_Exercise aim_
When a line below holds the string "built", show that line.

_Given data_

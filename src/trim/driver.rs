//! Execution of a built invocation and staging of its output.
//!
//! The driver is deliberately thin: it runs the argument list as a single
//! blocking child process, then pairs the local staging directory with the
//! resolved destination. A nonzero exit from the external tool is not a
//! failure at this layer; the staged directory is published as-is and
//! whatever consumes it decides whether the run produced usable output. The
//! only hard failure is the process launch itself (e.g. a missing binary).

use std::path::PathBuf;
use std::process::{Command, Stdio};

use anyhow::{bail, Context};
use serde::Serialize;
use tracing::{debug, warn};

use super::{DEFAULT_DESTINATION, STAGING_DIR};

//===================//
// Output descriptor //
//===================//

/// The terminal artifact of a trim run: the local directory the external tool
/// wrote into, paired with the logical location it should be published to.
/// Immutable once constructed.
#[derive(Debug, Serialize)]
pub struct OutputDescriptor {
    /// Local directory the external tool was instructed to write into.
    pub local_dir: PathBuf,

    /// Logical destination the staged output is published to.
    pub destination: String,
}

//========================//
// Destination resolution //
//========================//

/// Strips a single trailing path separator from a destination location.
/// Anything else, including a location with no trailing separator, passes
/// through unchanged.
pub fn normalize_destination(location: &str) -> &str {
    location.strip_suffix('/').unwrap_or(location)
}

//===========//
// Execution //
//===========//

/// Runs a fully built invocation to completion, then wraps the staging
/// directory together with the resolved destination.
///
/// The first element of `args` is the program; the rest are its arguments.
/// The child's standard output is discarded and its standard error is
/// inherited, so the external tool's own diagnostics still reach the user.
pub fn run(args: &[String], output_directory: Option<&str>) -> anyhow::Result<OutputDescriptor> {
    let (program, arguments) = match args.split_first() {
        Some(parts) => parts,
        None => bail!("cannot run an empty argument list"),
    };

    debug!("Running {} with {} arguments.", program, arguments.len());

    let status = Command::new(program)
        .args(arguments)
        .stdout(Stdio::null())
        .status()
        .with_context(|| format!("spawning {}", program))?;

    if !status.success() {
        warn!("{} exited with {}.", program, status);
    }

    let destination = match output_directory {
        Some(location) => String::from(normalize_destination(location)),
        None => String::from(DEFAULT_DESTINATION),
    };

    Ok(OutputDescriptor {
        local_dir: PathBuf::from(STAGING_DIR),
        destination,
    })
}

_Written reply_
//! Execution of a built invocation and staging of its output.
/// Runs a fully built invocation to completion, then wraps the staging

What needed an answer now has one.